If $\mathsf{G}$ is a groupoid (for example, regarded as a category with all morphisms invertible) then we can construct an $R$-algebroid, $R\mathsf{G}$ as follows. Let us consider first a module over a ring $R$, also called a $R$-module, that is, a module $M_{R}$ that takes its coefficients in a ring $R$. Then, the object set of $R\mathsf{G}$ is the same as that of $\mathsf{G}$ and $R\mathsf{G}(b,c)$ is the free $R$-module on the set $\mathsf{G}(b,c)$, with composition given by the usual bilinear rule, extending the composition of $\mathsf{G}$.

###### Definition 0.2.

Alternatively, one can define $\bar{R}\mathsf{G}(b,c)$ to be the set of functions $\mathsf{G}(b,c){\longrightarrow}R$ with finite support, and then one defines the *convolution product* as follows:

$(f*g)(z)=\sum\{(fx)(gy)\mid z=x\circ y\}~{}.$ | (0.1) |

###### Remark 0.1.

As it is very well known, only the second construction is natural for the topological case, when one needs to replace the general concept of ‘function’ by the topological-analytical concept of ‘continuous function with compact support’ (or alternatively, with ‘locally compact support’) for all quantum field theory (QFT) extended symmetry sectors; in this case, one has that $R\cong\mathbb{C}$ . The point made here is that to carry out the usual construction and end up with only an algebra rather than an algebroid, is a procedure analogous to replacing a groupoid $\mathsf{G}$ by a semigroup $G^{{\prime}}=G\cup\{0\}$ in which the compositions not defined in $G$ are defined to be $0$ in $G^{{\prime}}$. We argue that this construction removes the main advantage of groupoids, namely the presence of the spatial component given by the set of objects of the groupoid.

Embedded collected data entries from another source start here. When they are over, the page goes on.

use std::collections::HashMap;

use serde::Serialize;
use serde_json::Value;

use crate::error::DumpError;
use crate::matcher::NameList;

/// Sink variant. `None` is the only codec this crate mandates (§6); an
/// embedder wiring in gzip/zstd layers it on top of the `Sink` trait
/// instead of extending this enum.
#[derive(Debug, Clone, Default, PartialEq, Eq, Serialize)]
pub enum Compression {
    #[default]
    None,
}

/// `no-data`: either a blanket boolean or a list of table-name patterns to
/// skip. Design note 9(a): a bare `true` always wins over table-level
/// membership, even for tables that are not excluded elsewhere.
#[derive(Debug, Clone, Default, Serialize)]
pub enum NoData {
    #[default]
    None,
    All,
    Tables(NameList),
}

/// One `keep-data` restriction: `WHERE col IN (rows)` appended to a
/// table's row select.
#[derive(Debug, Clone, Serialize)]
pub struct KeepDataSpec {
    pub column: String,
    pub rows: Vec<String>,
}

/// The frozen option set for one dump session (§3, §6). Constructed either
/// directly (the normal path for a Rust caller) or via [`DumpOptions::from_entries`]
/// for callers holding a dynamic key/value bag (e.g. a config layer merging
/// CLI flags with a file) — that path rejects unknown keys at construction
/// time, per design note 2.
///
/// `Serialize` (SPEC_FULL §4.9) renders each field under the key name
/// §6's option table documents, so a caller embedding this crate can
/// render or diff the frozen option set without reinventing that table.
#[derive(Debug, Clone, Serialize)]
#[serde(rename_all = "kebab-case")]
pub struct DumpOptions {
    pub include_tables: NameList,
    pub exclude_tables: NameList,
    /// Seeded from `include_tables` when not given explicitly (design note 9c).
    pub include_views: Option<NameList>,

    #[serde(rename = "no-data")]
    pub no_data: NoData,
    #[serde(rename = "keep-data")]
    pub keep_data: HashMap<String, KeepDataSpec>,
    #[serde(rename = "where")]
    pub where_clause: String,

    pub compress: Compression,
    pub default_character_set: String,
    /// §6 spells this with an underscore, unlike its kebab-case siblings.
    #[serde(rename = "init_commands")]
    pub init_commands: Vec<String>,

    pub reset_auto_increment: bool,
    pub add_drop_database: bool,
    pub add_drop_table: bool,
    pub add_drop_trigger: bool,
    pub add_locks: bool,
    pub lock_tables: bool,
    pub complete_insert: bool,
    pub databases: bool,
    pub disable_keys: bool,
    pub extended_insert: bool,
    pub events: bool,
    pub hex_blob: bool,
    pub insert_ignore: bool,
    /// §6 spells this with an underscore, unlike its kebab-case siblings.
    #[serde(rename = "net_buffer_length")]
    pub net_buffer_length: usize,
    pub no_autocommit: bool,
    pub no_create_info: bool,
    pub routines: bool,
    pub single_transaction: bool,
    pub skip_triggers: bool,
    pub skip_tz_utc: bool,
    pub skip_comments: bool,
    pub skip_dump_date: bool,
    pub skip_definer: bool,
}

impl Default for DumpOptions {
    fn default() -> Self {
        DumpOptions {
            include_tables: NameList::empty(),
            exclude_tables: NameList::empty(),
            include_views: None,

            no_data: NoData::None,
            keep_data: HashMap::new(),
            where_clause: String::new(),

            compress: Compression::None,
            default_character_set: "utf8".to_string(),
            init_commands: Vec::new(),

            reset_auto_increment: false,
            add_drop_database: false,
            add_drop_table: false,
            add_drop_trigger: true,
            add_locks: true,
            lock_tables: true,
            complete_insert: false,
            databases: false,
            disable_keys: true,
            extended_insert: true,
            events: false,
            hex_blob: true,
            insert_ignore: false,
            net_buffer_length: 1_000_000,
            no_autocommit: true,
            no_create_info: false,
            routines: false,
            single_transaction: true,
            skip_triggers: false,
            skip_tz_utc: false,
            skip_comments: false,
            skip_dump_date: false,
            skip_definer: false,
        }
    }
}

impl DumpOptions {
    /// The filter applied to views: `include_views` if set, else
    /// `include_tables` (design note 9c — `exclude_tables` is reused for
    /// views unconditionally, there is no separate `exclude_views`).
    pub fn effective_include_views(&self) -> &NameList {
        self.include_views.as_ref().unwrap_or(&self.include_tables)
    }

    pub fn skips_all_data(&self) -> bool {
        matches!(self.no_data, NoData::All)
    }

    /// Builds a validated option set from a dynamic key/value bag,
    /// rejecting any key this crate does not recognize (§3 — "Unknown
    /// keys are rejected at construction time").
    pub fn from_entries(entries: HashMap<String, Value>) -> Result<Self, DumpError> {
        let mut opts = DumpOptions::default();

        for (key, value) in entries {
            match key.as_str() {
                "include-tables" => opts.include_tables = parse_name_list(&value)?,
                "exclude-tables" => opts.exclude_tables = parse_name_list(&value)?,
                "include-views" => opts.include_views = Some(parse_name_list(&value)?),
                "no-data" => opts.no_data = parse_no_data(&value)?,
                "keep-data" => opts.keep_data = parse_keep_data(&value)?,
                "where" => opts.where_clause = expect_string(&value, "where")?,
                "compress" => {
                    let s = expect_string(&value, "compress")?;
                    if s.eq_ignore_ascii_case("none") {
                        opts.compress = Compression::None;
                    } else {
                        return Err(DumpError::Config(format!(
                            "unsupported compress variant: {s}"
                        )));
                    }
                }
                "default-character-set" => {
                    opts.default_character_set = expect_string(&value, "default-character-set")?
                }
                "init_commands" => opts.init_commands = parse_string_list(&value)?,
                "reset-auto-increment" => opts.reset_auto_increment = expect_bool(&value, key.as_str())?,
                "add-drop-database" => opts.add_drop_database = expect_bool(&value, key.as_str())?,
                "add-drop-table" => opts.add_drop_table = expect_bool(&value, key.as_str())?,
                "add-drop-trigger" => opts.add_drop_trigger = expect_bool(&value, key.as_str())?,
                "add-locks" => opts.add_locks = expect_bool(&value, key.as_str())?,
                "lock-tables" => opts.lock_tables = expect_bool(&value, key.as_str())?,
                "complete-insert" => opts.complete_insert = expect_bool(&value, key.as_str())?,
                "databases" => opts.databases = expect_bool(&value, key.as_str())?,
                "disable-keys" => opts.disable_keys = expect_bool(&value, key.as_str())?,
                "extended-insert" => opts.extended_insert = expect_bool(&value, key.as_str())?,
                "events" => opts.events = expect_bool(&value, key.as_str())?,
                "hex-blob" => opts.hex_blob = expect_bool(&value, key.as_str())?,
                "insert-ignore" => opts.insert_ignore = expect_bool(&value, key.as_str())?,
                "net_buffer_length" => {
                    opts.net_buffer_length = expect_u64(&value, key.as_str())? as usize
                }
                "no-autocommit" => opts.no_autocommit = expect_bool(&value, key.as_str())?,
                "no-create-info" => opts.no_create_info = expect_bool(&value, key.as_str())?,
                "routines" => opts.routines = expect_bool(&value, key.as_str())?,
                "single-transaction" => opts.single_transaction = expect_bool(&value, key.as_str())?,
                "skip-triggers" => opts.skip_triggers = expect_bool(&value, key.as_str())?,
                "skip-tz-utc" => opts.skip_tz_utc = expect_bool(&value, key.as_str())?,
                "skip-comments" => opts.skip_comments = expect_bool(&value, key.as_str())?,
                "skip-dump-date" => opts.skip_dump_date = expect_bool(&value, key.as_str())?,
                "skip-definer" => opts.skip_definer = expect_bool(&value, key.as_str())?,
                unknown => {
                    return Err(DumpError::Config(format!("unknown option: {unknown}")))
                }
            }
        }

        Ok(opts)
    }
}

fn expect_bool(value: &Value, key: &str) -> Result<bool, DumpError> {
    value
        .as_bool()
        .ok_or_else(|| DumpError::Config(format!("option {key} must be a boolean")))
}

fn expect_string(value: &Value, key: &str) -> Result<String, DumpError> {
    value
        .as_str()
        .map(|s| s.to_string())
        .ok_or_else(|| DumpError::Config(format!("option {key} must be a string")))
}

fn expect_u64(value: &Value, key: &str) -> Result<u64, DumpError> {
    value
        .as_u64()
        .ok_or_else(|| DumpError::Config(format!("option {key} must be a non-negative integer")))
}

fn parse_string_list(value: &Value) -> Result<Vec<String>, DumpError> {
    value
        .as_array()
        .ok_or_else(|| DumpError::Config("expected an array of strings".into()))?
        .iter()
        .map(|v| {
            v.as_str()
                .map(|s| s.to_string())
                .ok_or_else(|| DumpError::Config("expected an array of strings".into()))
        })
        .collect()
}

fn parse_name_list(value: &Value) -> Result<NameList, DumpError> {
    NameList::parse(parse_string_list(value)?)
}

fn parse_no_data(value: &Value) -> Result<NoData, DumpError> {
    if let Some(b) = value.as_bool() {
        return Ok(if b { NoData::All } else { NoData::None });
    }
    Ok(NoData::Tables(parse_name_list(value)?))
}

fn parse_keep_data(value: &Value) -> Result<HashMap<String, KeepDataSpec>, DumpError> {
    let obj = value
        .as_object()
        .ok_or_else(|| DumpError::Config("keep-data must be an object".into()))?;
    let mut out = HashMap::with_capacity(obj.len());
    for (table, spec) in obj {
        let spec_obj = spec
            .as_object()
            .ok_or_else(|| DumpError::Config(format!("keep-data.{table} must be an object")))?;
        let column = spec_obj
            .get("col")
            .and_then(Value::as_str)
            .ok_or_else(|| DumpError::Config(format!("keep-data.{table}.col is required")))?
            .to_string();
        let rows = spec_obj
            .get("rows")
            .map(parse_string_list)
            .transpose()?
            .unwrap_or_default();
        out.insert(table.clone(), KeepDataSpec { column, rows });
    }
    Ok(out)
}

#[cfg(test)]
mod tests {
    use super::*;
    use serde_json::json;

    #[test]
    fn defaults_match_spec_table() {
        let opts = DumpOptions::default();
        assert!(opts.add_locks);
        assert!(opts.lock_tables);
        assert!(opts.disable_keys);
        assert!(opts.extended_insert);
        assert!(opts.hex_blob);
        assert!(opts.single_transaction);
        assert!(opts.no_autocommit);
        assert!(opts.add_drop_trigger);
        assert!(!opts.add_drop_table);
        assert!(!opts.databases);
        assert_eq!(opts.net_buffer_length, 1_000_000);
    }

    #[test]
    fn unknown_key_is_rejected() {
        let mut entries = HashMap::new();
        entries.insert("bogus-option".to_string(), json!(true));
        assert!(DumpOptions::from_entries(entries).is_err());
    }

    #[test]
    fn include_views_falls_back_to_include_tables() {
        let mut entries = HashMap::new();
        entries.insert("include-tables".to_string(), json!(["users"]));
        let opts = DumpOptions::from_entries(entries).unwrap();
        let mut views = opts.effective_include_views().clone();
        assert!(views.matches("users"));
    }

    #[test]
    fn keep_data_parses_column_and_rows() {
        let mut entries = HashMap::new();
        entries.insert(
            "keep-data".to_string(),
            json!({ "users": { "col": "id", "rows": ["1", "2"] } }),
        );
        let opts = DumpOptions::from_entries(entries).unwrap();
        let spec = opts.keep_data.get("users").unwrap();
        assert_eq!(spec.column, "id");
        assert_eq!(spec.rows, vec!["1", "2"]);
    }

    #[test]
    fn serializes_under_the_spec_table_key_names() {
        let value = serde_json::to_value(DumpOptions::default()).unwrap();
        assert_eq!(value["where"], json!(""));
        assert_eq!(value["net_buffer_length"], json!(1_000_000));
        assert_eq!(value["init_commands"], json!([]));
        assert_eq!(value["default-character-set"], json!("utf8"));
        assert_eq!(value["single-transaction"], json!(true));
        assert!(value.get("net-buffer-length").is_none());
    }
}
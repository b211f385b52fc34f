pub mod executor;
pub mod mysql_dialect;

use dump_common::{DumpOptions, DumpResult};

use crate::typing::ColumnDescriptor;
use crate::value::CellValue;

/// The four ordered object sequences built during enumeration (§3). Order
/// inside each list is the catalog's natural order — the dump engine
/// never re-sorts it.
#[derive(Debug, Clone, Default)]
pub struct ObjectLists {
    pub tables: Vec<String>,
    pub views: Vec<String>,
    pub triggers: Vec<String>,
    pub procedures: Vec<String>,
    pub events: Vec<String>,
}

/// Translates dump operations into dialect-specific SQL and formats the
/// server's replies into dump text (component B, §4.1). Implementors own
/// nothing about *how* rows get encoded or batched — that is the value
/// encoder's and dump engine's job respectively; the adapter only speaks
/// catalog metadata, DDL text, and raw row data.
pub trait CatalogAdapter {
    fn list_tables(&mut self) -> DumpResult<Vec<String>>;
    fn list_views(&mut self) -> DumpResult<Vec<String>>;
    fn list_triggers(&mut self) -> DumpResult<Vec<String>>;
    fn list_procedures(&mut self) -> DumpResult<Vec<String>>;
    fn list_events(&mut self) -> DumpResult<Vec<String>>;

    fn columns_of(&mut self, table: &str) -> DumpResult<Vec<ColumnDescriptor>>;

    fn create_table_ddl(&mut self, table: &str, opts: &DumpOptions) -> DumpResult<String>;
    fn create_view_ddl(&mut self, view: &str, opts: &DumpOptions) -> DumpResult<String>;
    fn create_trigger_ddl(&mut self, trigger: &str, opts: &DumpOptions) -> DumpResult<String>;
    fn create_procedure_ddl(&mut self, procedure: &str, opts: &DumpOptions) -> DumpResult<String>;
    fn create_event_ddl(&mut self, event: &str, opts: &DumpOptions) -> DumpResult<String>;

    fn server_variable(&mut self, name: &str) -> DumpResult<Option<String>>;
    fn server_version(&mut self) -> DumpResult<String>;

    /// Runs `sql` against the live connection for session bookkeeping
    /// statements (`SET`, `LOCK TABLES`, `START TRANSACTION`, ...). Never
    /// used for anything that produces dump text — the engine builds that
    /// text itself from the same option set.
    fn execute(&mut self, sql: &str) -> DumpResult<()>;

    /// Streams a table's (or arbitrary query's) rows without client-side
    /// buffering (§4.5 stage 1, §4.6).
    fn select_rows(
        &mut self,
        sql: &str,
        visit: &mut dyn FnMut(Vec<CellValue>) -> DumpResult<()>,
    ) -> DumpResult<()>;
}
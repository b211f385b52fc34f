use tracing::instrument;

use dump_common::{Dialect, Dsn, DumpError, DumpOptions, DumpResult};

use crate::catalog::executor::LiveExecutor;
use crate::catalog::mysql_dialect::MySqlCatalog;
use crate::session::DumpSession;
use crate::sink::Sink;

/// Parses `raw_dsn` and opens the live connection for it, honoring §4.5
/// stage 1 ("request unbuffered result streaming") — the `mysql` crate's
/// `query_iter` already streams rows off the wire as
/// [`LiveExecutor`](crate::LiveExecutor) uses it, so no extra flag is
/// needed beyond a plain connect.
///
/// Only `Dialect::MySql` has a live catalog adapter in this crate; any
/// other dialect parses cleanly (§6) but is rejected here rather than
/// silently dispatched to a nonexistent implementation (design note (a),
/// SPEC_FULL §4.1).
#[instrument]
pub fn connect(raw_dsn: &str) -> DumpResult<(MySqlCatalog<LiveExecutor>, String, Option<String>)> {
    let dsn = Dsn::parse(raw_dsn)?;
    if dsn.dialect != Dialect::MySql {
        return Err(DumpError::Config(format!(
            "dialect {:?} has no live catalog adapter in this crate",
            dsn.dialect
        )));
    }

    let database = dsn
        .dbname()
        .expect("Dsn::parse already validated dbname is present")
        .to_string();
    let host = dsn.host().map(str::to_string);

    let mut builder = mysql::OptsBuilder::default().db_name(Some(database.clone()));
    if let Some(host) = &host {
        builder = builder.ip_or_hostname(Some(host.clone()));
    }
    if let Some(socket) = dsn.unix_socket() {
        builder = builder.socket(Some(socket.to_string()));
    }
    if let Some(user) = dsn.get("user") {
        builder = builder.user(Some(user.to_string()));
    }
    if let Some(pass) = dsn.get("password") {
        builder = builder.pass(Some(pass.to_string()));
    }
    if let Some(port) = dsn.get("port") {
        let port: u16 = port
            .parse()
            .map_err(|_| DumpError::Config(format!("invalid port in connection string: {port}")))?;
        builder = builder.tcp_port(port);
    }

    let executor = LiveExecutor::connect(builder.into())?;
    let catalog = MySqlCatalog::new(executor, database.clone());
    Ok((catalog, database, host))
}

/// Connects to `raw_dsn` and returns a fully-assembled [`DumpSession`]
/// ready for [`crate::DumpEngine::run`] — the "Created per `start`
/// invocation" session described in §3.
#[instrument(skip(opts, sink))]
pub fn start(
    raw_dsn: &str,
    opts: DumpOptions,
    sink: Box<dyn Sink>,
) -> DumpResult<DumpSession<MySqlCatalog<LiveExecutor>>> {
    let (catalog, database, host) = connect(raw_dsn)?;
    let mut session = DumpSession::new(catalog, sink, opts, database);
    if let Some(host) = host {
        session = session.with_host(host);
    }
    Ok(session)
}

#[cfg(test)]
mod tests {
    use super::*;

    #[test]
    fn non_mysql_dialect_is_rejected_before_any_network_attempt() {
        let err = connect("pgsql:host=localhost;dbname=mydb").unwrap_err();
        assert!(matches!(err, DumpError::Config(_)));
    }

    #[test]
    fn malformed_dsn_is_rejected_before_any_network_attempt() {
        let err = connect("mysql:dbname=mydb").unwrap_err();
        assert!(matches!(err, DumpError::Config(_)));
    }
}
pub mod catalog;
pub mod connect;
pub mod engine;
pub mod hook;
pub mod session;
pub mod sink;
pub mod typing;
pub mod value;

pub use catalog::executor::{LiveExecutor, MysqlExecutor, TextRow};
pub use catalog::mysql_dialect::MySqlCatalog;
pub use catalog::{CatalogAdapter, ObjectLists};
pub use connect::{connect, start};
pub use engine::DumpEngine;
pub use hook::RowHook;
pub use session::DumpSession;
pub use sink::{sink_for, PlainSink, Sink};
pub use typing::ColumnDescriptor;
pub use value::CellValue;

pub use dump_common::{
    Compression, Dialect, Dsn, DumpError, DumpOptions, DumpResult, KeepDataSpec, MatchSet,
    NameList, NoData, Pattern,
};
use crate::typing::ColumnDescriptor;
use dump_common::DumpOptions;

/// A single result-set cell in its raw textual/byte form, exactly as the
/// server's text protocol returned it (hex-projected columns arrive as
/// already hex-encoded ASCII, per §4.3 step 2).
#[derive(Debug, Clone, PartialEq, Eq)]
pub enum CellValue {
    Null,
    Raw(Vec<u8>),
}

impl CellValue {
    pub fn is_null(&self) -> bool {
        matches!(self, CellValue::Null)
    }

    pub fn as_bytes(&self) -> Option<&[u8]> {
        match self {
            CellValue::Null => None,
            CellValue::Raw(b) => Some(b.as_slice()),
        }
    }
}

impl From<mysql::Value> for CellValue {
    fn from(value: mysql::Value) -> Self {
        use mysql::Value;
        match value {
            Value::NULL => CellValue::Null,
            Value::Bytes(b) => CellValue::Raw(b),
            Value::Int(i) => CellValue::Raw(i.to_string().into_bytes()),
            Value::UInt(u) => CellValue::Raw(u.to_string().into_bytes()),
            Value::Float(f) => CellValue::Raw(f.to_string().into_bytes()),
            Value::Double(d) => CellValue::Raw(d.to_string().into_bytes()),
            Value::Date(y, m, d, h, i, s, micro) => CellValue::Raw(
                format!(
                    "{y:04}-{m:02}-{d:02} {h:02}:{i:02}:{s:02}{}",
                    if micro > 0 {
                        format!(".{micro:06}")
                    } else {
                        String::new()
                    }
                )
                .into_bytes(),
            ),
            Value::Time(neg, days, h, i, s, micro) => {
                let total_hours = days as u64 * 24 + h as u64;
                let sign = if neg { "-" } else { "" };
                CellValue::Raw(
                    format!(
                        "{sign}{total_hours:02}:{i:02}:{s:02}{}",
                        if micro > 0 {
                            format!(".{micro:06}")
                        } else {
                            String::new()
                        }
                    )
                    .into_bytes(),
                )
            }
        }
    }
}

/// Encodes one cell to its SQL literal (§4.3). The hook (§4.7), if any,
/// has already run by the time this is called — encoding is always
/// driven by `descriptor`, never by whatever the hook handed back.
pub fn encode_cell(value: &CellValue, descriptor: &ColumnDescriptor, opts: &DumpOptions) -> String {
    let bytes = match value {
        CellValue::Null => return "NULL".to_string(),
        CellValue::Raw(b) => b,
    };

    if opts.hex_blob && descriptor.is_blob {
        if descriptor.type_keyword == "bit" || !bytes.is_empty() {
            let mut out = String::with_capacity(bytes.len() + 2);
            out.push_str("0x");
            out.push_str(&String::from_utf8_lossy(bytes));
            return out;
        }
        return "''".to_string();
    }

    if descriptor.is_numeric {
        return String::from_utf8_lossy(bytes).into_owned();
    }

    quote_string(bytes)
}

/// Escapes embedded quotes/backslashes the way the MySQL text protocol
/// requires for a single-quoted string literal under default `sql_mode`
/// (`NO_BACKSLASH_ESCAPES` is not assumed).
pub(crate) fn quote_string(bytes: &[u8]) -> String {
    // Escaped bytes are built up raw, not through `char`/`String::push` —
    // a byte >= 0x80 is a continuation byte of a multi-byte UTF-8
    // sequence, and `b as char` would reinterpret it as a lone Latin-1
    // codepoint, corrupting every non-ASCII value on re-encode.
    let mut out = Vec::with_capacity(bytes.len() + 2);
    out.push(b'\'');
    for &b in bytes {
        match b {
            b'\'' => out.extend_from_slice(b"\\'"),
            b'\\' => out.extend_from_slice(b"\\\\"),
            0 => out.extend_from_slice(b"\\0"),
            b'\n' => out.extend_from_slice(b"\\n"),
            b'\r' => out.extend_from_slice(b"\\r"),
            0x1a => out.extend_from_slice(b"\\Z"),
            other => out.push(other),
        }
    }
    out.push(b'\'');
    String::from_utf8_lossy(&out).into_owned()
}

More generally, a R-category is similarly defined as an extension to this R-algebroid concept.

# References

- 1 R. Brown and G. H. Mosa: Double algebroids and crossed modules of algebroids, University of Wales–Bangor, Maths Preprint, 1986.
- 2
G. H. Mosa:
*Higher dimensional algebroids and Crossed complexes*, PhD thesis, University of Wales, Bangor, (1986). (supervised by R. Brown).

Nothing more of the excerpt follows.